(c. 1200 b.c.e./mythic)
by T. Apiryon
Thracian hero and demi-god; son of Oeagrus (some say Apollo) and Calliope; priest of Dionysus. The most famous of the musicians and poets of Greek mythology. The quintessential Bard, his masterful singing and music upon the Lyre could tame wild animals and move even stones and cliffs. Orpheus journeyed with Jason and the Argonauts on their voyage into the Black Sea in pursuit of the Golden Fleece, where he performed many miracles with his singing, such as charming the Argo down to the sea from the a sand dune where it was beached, calming the moving rocks that would otherwise have crushed the ship and its crew, and lulling to sleep the dragon which guarded the Golden Fleece.

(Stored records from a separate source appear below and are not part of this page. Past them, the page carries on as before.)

//! On-disk record codecs.
//!
//! All records are little-endian and sized in whole log-device blocks.
//! The commit header occupies one block in each of the two reserved
//! header slots at the start of the log region; the slot written
//! alternates with the generation number, and recovery picks the slot
//! with the larger generation.
//!
//! Record layout (one log block per descriptor):
//!
//! | offset | field | notes |
//! |--------|-------|-------|
//! | 0      | tag   | `RWLH` / `RWLB` / `RWLR` / `RWLI` |
//! | 4      | len   | total record length incl. payload, block multiple |
//! | 8      | count | entries in this descriptor |
//! | 12     | flag  | inode list: clear marker; otherwise zero |
//! | 16..   | entries | 16 bytes each |
//!
//! Block-list and revocation entries are `(daddr: u64, dlen: u32, pad)`;
//! inode entries are `(inumber: u64, imode: u32, pad)`. A block-list
//! descriptor is followed by the raw contents of each described buffer;
//! revocation and inode descriptors have no payload.
//!
//! The commit header carries a checksum field that is currently always
//! written as zero and ignored on read; torn-header detection relies on
//! the double-slot scheme alone.

use rfs_error::WalError;
use rfs_types::{
    put_le_u32, put_le_u64, read_le_u32, read_le_u64, BlockNumber, Generation, InodeNumber,
    ParseError,
};

/// Commit header tag ("RWLH").
pub const TAG_HEADER: u32 = 0x5257_4C48;
/// Block-list record tag ("RWLB").
pub const TAG_BLOCKS: u32 = 0x5257_4C42;
/// Revocation record tag ("RWLR").
pub const TAG_REVOCATIONS: u32 = 0x5257_4C52;
/// Inode-list record tag ("RWLI").
pub const TAG_INODES: u32 = 0x5257_4C49;

/// On-disk format version understood by this build.
pub const FORMAT_VERSION: u32 = 1;

/// Bytes occupied by the fixed part of every record descriptor.
pub const RECORD_HEAD_SIZE: usize = 16;
/// Bytes per descriptor entry (block, revocation, or inode).
pub const RECORD_ENTRY_SIZE: usize = 16;

/// Fixed commit-header size; the rest of the header block is zero.
pub const COMMIT_HEADER_SIZE: usize = 80;

/// Entries that fit in one descriptor block of `block_len` bytes.
#[must_use]
pub fn entries_per_block(block_len: usize) -> usize {
    (block_len - RECORD_HEAD_SIZE) / RECORD_ENTRY_SIZE
}

/// Commit header: the mutable state of the circular log.
#[derive(Debug, Clone, PartialEq, Eq)]
pub struct CommitHeader {
    pub generation: Generation,
    pub log_bshift: u32,
    pub fs_bshift: u32,
    pub head: u64,
    pub tail: u64,
    pub circ_off: u64,
    pub circ_size: u64,
    pub time_sec: u64,
    pub time_nsec: u32,
}

impl CommitHeader {
    /// Encode into a freshly zeroed block of `block_len` bytes.
    #[must_use]
    pub fn encode(&self, block_len: usize) -> Vec<u8> {
        debug_assert!(block_len >= COMMIT_HEADER_SIZE);
        let mut buf = vec![0_u8; block_len];
        put_le_u32(&mut buf, 0, TAG_HEADER);
        put_le_u32(&mut buf, 4, u32::try_from(block_len).unwrap_or(0));
        put_le_u32(&mut buf, 8, FORMAT_VERSION);
        put_le_u32(&mut buf, 12, 0); // checksum, not yet computed
        put_le_u32(&mut buf, 16, self.generation.0);
        put_le_u32(&mut buf, 20, self.log_bshift);
        put_le_u32(&mut buf, 24, self.fs_bshift);
        put_le_u64(&mut buf, 32, self.head);
        put_le_u64(&mut buf, 40, self.tail);
        put_le_u64(&mut buf, 48, self.circ_off);
        put_le_u64(&mut buf, 56, self.circ_size);
        put_le_u64(&mut buf, 64, self.time_sec);
        put_le_u32(&mut buf, 72, self.time_nsec);
        buf
    }

    /// Decode a header block, validating tag and version.
    pub fn decode(data: &[u8]) -> Result<Self, ParseError> {
        let tag = read_le_u32(data, 0)?;
        if tag != TAG_HEADER {
            return Err(ParseError::InvalidMagic {
                expected: u64::from(TAG_HEADER),
                actual: u64::from(tag),
            });
        }
        let version = read_le_u32(data, 8)?;
        if version != FORMAT_VERSION {
            return Err(ParseError::InvalidField {
                field: "version",
                reason: "unknown commit header version",
            });
        }
        Ok(Self {
            generation: Generation(read_le_u32(data, 16)?),
            log_bshift: read_le_u32(data, 20)?,
            fs_bshift: read_le_u32(data, 24)?,
            head: read_le_u64(data, 32)?,
            tail: read_le_u64(data, 40)?,
            circ_off: read_le_u64(data, 48)?,
            circ_size: read_le_u64(data, 56)?,
            time_sec: read_le_u64(data, 64)?,
            time_nsec: read_le_u32(data, 72)?,
        })
    }
}

/// Fixed head shared by all record descriptors.
#[derive(Debug, Clone, Copy, PartialEq, Eq)]
pub struct RecordHead {
    pub tag: u32,
    pub len: u32,
    pub count: u32,
    pub flag: u32,
}

impl RecordHead {
    pub fn decode(data: &[u8]) -> Result<Self, ParseError> {
        Ok(Self {
            tag: read_le_u32(data, 0)?,
            len: read_le_u32(data, 4)?,
            count: read_le_u32(data, 8)?,
            flag: read_le_u32(data, 12)?,
        })
    }
}

/// One described run of filesystem blocks: start address and byte length.
#[derive(Debug, Clone, Copy, PartialEq, Eq)]
pub struct BlockRun {
    pub addr: BlockNumber,
    pub len: u32,
}

/// Encode a block-list or revocation descriptor block.
///
/// `total_len` is the full record length including any payload that
/// follows this descriptor, already padded to a block multiple.
#[must_use]
pub fn encode_block_descriptor(
    tag: u32,
    runs: &[BlockRun],
    block_len: usize,
    total_len: u32,
) -> Vec<u8> {
    debug_assert!(runs.len() <= entries_per_block(block_len));
    let mut buf = vec![0_u8; block_len];
    put_le_u32(&mut buf, 0, tag);
    put_le_u32(&mut buf, 4, total_len);
    put_le_u32(&mut buf, 8, u32::try_from(runs.len()).unwrap_or(0));
    put_le_u32(&mut buf, 12, 0);
    let mut off = RECORD_HEAD_SIZE;
    for run in runs {
        put_le_u64(&mut buf, off, run.addr.0);
        put_le_u32(&mut buf, off + 8, run.len);
        off += RECORD_ENTRY_SIZE;
    }
    buf
}

/// Decode the entry table of a block-list or revocation descriptor.
pub fn decode_block_runs(data: &[u8], count: u32) -> Result<Vec<BlockRun>, ParseError> {
    let count = count as usize;
    if count > entries_per_block(data.len()) {
        return Err(ParseError::InvalidField {
            field: "count",
            reason: "more entries than fit in one descriptor block",
        });
    }
    let mut runs = Vec::with_capacity(count);
    let mut off = RECORD_HEAD_SIZE;
    for _ in 0..count {
        runs.push(BlockRun {
            addr: BlockNumber(read_le_u64(data, off)?),
            len: read_le_u32(data, off + 8)?,
        });
        off += RECORD_ENTRY_SIZE;
    }
    Ok(runs)
}

/// Encode an inode-list descriptor block.
#[must_use]
pub fn encode_inode_descriptor(
    inodes: &[(InodeNumber, u32)],
    clear: bool,
    block_len: usize,
) -> Vec<u8> {
    debug_assert!(inodes.len() <= entries_per_block(block_len));
    let mut buf = vec![0_u8; block_len];
    put_le_u32(&mut buf, 0, TAG_INODES);
    put_le_u32(&mut buf, 4, u32::try_from(block_len).unwrap_or(0));
    put_le_u32(&mut buf, 8, u32::try_from(inodes.len()).unwrap_or(0));
    put_le_u32(&mut buf, 12, u32::from(clear));
    let mut off = RECORD_HEAD_SIZE;
    for (ino, mode) in inodes {
        put_le_u64(&mut buf, off, ino.0);
        put_le_u32(&mut buf, off + 8, *mode);
        off += RECORD_ENTRY_SIZE;
    }
    buf
}

/// Decode the entry table of an inode-list descriptor.
pub fn decode_inode_entries(
    data: &[u8],
    count: u32,
) -> Result<Vec<(InodeNumber, u32)>, ParseError> {
    let count = count as usize;
    if count > entries_per_block(data.len()) {
        return Err(ParseError::InvalidField {
            field: "count",
            reason: "more entries than fit in one descriptor block",
        });
    }
    let mut inodes = Vec::with_capacity(count);
    let mut off = RECORD_HEAD_SIZE;
    for _ in 0..count {
        inodes.push((
            InodeNumber(read_le_u64(data, off)?),
            read_le_u32(data, off + 8)?,
        ));
        off += RECORD_ENTRY_SIZE;
    }
    Ok(inodes)
}

/// Map a parse failure at a known log offset to a corruption error.
pub(crate) fn corrupt(offset: u64, err: &ParseError) -> WalError {
    WalError::Corruption {
        offset,
        detail: err.to_string(),
    }
}

#[cfg(test)]
mod tests {
    use super::*;

    const BLOCK: usize = 512;

    #[test]
    fn commit_header_round_trip() {
        let hdr = CommitHeader {
            generation: Generation(7),
            log_bshift: 9,
            fs_bshift: 12,
            head: 1536,
            tail: 1024,
            circ_off: 1024,
            circ_size: 3072,
            time_sec: 1_724_000_000,
            time_nsec: 123_456_789,
        };
        let buf = hdr.encode(BLOCK);
        assert_eq!(buf.len(), BLOCK);
        let decoded = CommitHeader::decode(&buf).expect("decode");
        assert_eq!(decoded, hdr);
        // checksum field stays zero
        assert_eq!(read_le_u32(&buf, 12).unwrap(), 0);
    }

    #[test]
    fn commit_header_rejects_bad_tag_and_version() {
        let hdr = CommitHeader {
            generation: Generation(0),
            log_bshift: 9,
            fs_bshift: 9,
            head: 0,
            tail: 0,
            circ_off: 1024,
            circ_size: 3072,
            time_sec: 0,
            time_nsec: 0,
        };
        let mut buf = hdr.encode(BLOCK);
        buf[0] ^= 0xFF;
        assert!(matches!(
            CommitHeader::decode(&buf),
            Err(ParseError::InvalidMagic { .. })
        ));

        let mut buf = hdr.encode(BLOCK);
        put_le_u32(&mut buf, 8, 99);
        assert!(matches!(
            CommitHeader::decode(&buf),
            Err(ParseError::InvalidField { field: "version", .. })
        ));
    }

    #[test]
    fn block_descriptor_round_trip() {
        let runs = vec![
            BlockRun {
                addr: BlockNumber(100),
                len: 4096,
            },
            BlockRun {
                addr: BlockNumber(7),
                len: 512,
            },
        ];
        let buf = encode_block_descriptor(TAG_BLOCKS, &runs, BLOCK, 512 + 4096 + 512);
        let head = RecordHead::decode(&buf).expect("head");
        assert_eq!(head.tag, TAG_BLOCKS);
        assert_eq!(head.len, 5120);
        assert_eq!(head.count, 2);
        assert_eq!(head.flag, 0);
        assert_eq!(decode_block_runs(&buf, head.count).expect("runs"), runs);
    }

    #[test]
    fn revocation_descriptor_uses_own_tag() {
        let runs = vec![BlockRun {
            addr: BlockNumber(55),
            len: 1024,
        }];
        let buf = encode_block_descriptor(TAG_REVOCATIONS, &runs, BLOCK, BLOCK as u32);
        let head = RecordHead::decode(&buf).expect("head");
        assert_eq!(head.tag, TAG_REVOCATIONS);
        assert_eq!(head.len as usize, BLOCK);
    }

    #[test]
    fn inode_descriptor_round_trip() {
        let inodes = vec![(InodeNumber(12), 0o100_644), (InodeNumber(99), 0o040_755)];
        let buf = encode_inode_descriptor(&inodes, true, BLOCK);
        let head = RecordHead::decode(&buf).expect("head");
        assert_eq!(head.tag, TAG_INODES);
        assert_eq!(head.count, 2);
        assert_eq!(head.flag, 1);
        assert_eq!(
            decode_inode_entries(&buf, head.count).expect("inodes"),
            inodes
        );

        let buf = encode_inode_descriptor(&[], false, BLOCK);
        let head = RecordHead::decode(&buf).expect("head");
        assert_eq!(head.count, 0);
        assert_eq!(head.flag, 0);
    }

    #[test]
    fn entry_capacity_matches_layout() {
        assert_eq!(entries_per_block(512), 31);
        assert_eq!(entries_per_block(4096), 255);
        // A full descriptor round-trips.
        let runs: Vec<BlockRun> = (0..31)
            .map(|i| BlockRun {
                addr: BlockNumber(i),
                len: 512,
            })
            .collect();
        let buf = encode_block_descriptor(TAG_BLOCKS, &runs, 512, 512);
        assert_eq!(decode_block_runs(&buf, 31).expect("runs"), runs);
        // One more than fits is rejected on decode.
        assert!(decode_block_runs(&buf, 32).is_err());
    }
}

Orpheus married a nymph named Eurydice, to whom he was passionately devoted. One day, Pan (in the form of the bee keeper Aristaeus) spied Eurydice in the forest and pursued her. While fleeing from him, Eurydice was bitten on the heel by a snake; she died and passed into the underworld. Stricken by grief, and finding no satisfaction from his prayers to the gods, Orpheus descended via a cave into the underworld to retrieve her. By the power of his music, he induced Hades and Persephone to allow Eurydice to return with him to the world of the living; but Hades added the condition that he must not look back or she would remain with Hades forever. As he led her from the underworld, he could not help but turn to assure himself that Eurydice was following him, and so lost her. He returned to Thrace alone.
The women of Thrace, perceiving that Orpheus was now available, tried their best to win him, but he repelled their advances. They tolerated his aloofness as long as they could, but one day, no longer able to bear this insult to their feminine powers, they attacked him and tore him to pieces, throwing his head and lyre into the river Hebros. The Muses gathered up the scattered pieces of his body and buried them at Libethra; Zeus took his lyre and placed it among the stars; and his head, singing Eurydice’s name, floated down the Hebros and into the Aegean Sea. Eventually, his head arrived on the coast of Lesbos, where it lodged in a fissure in a rock. It remained there for many years, delivering oracles.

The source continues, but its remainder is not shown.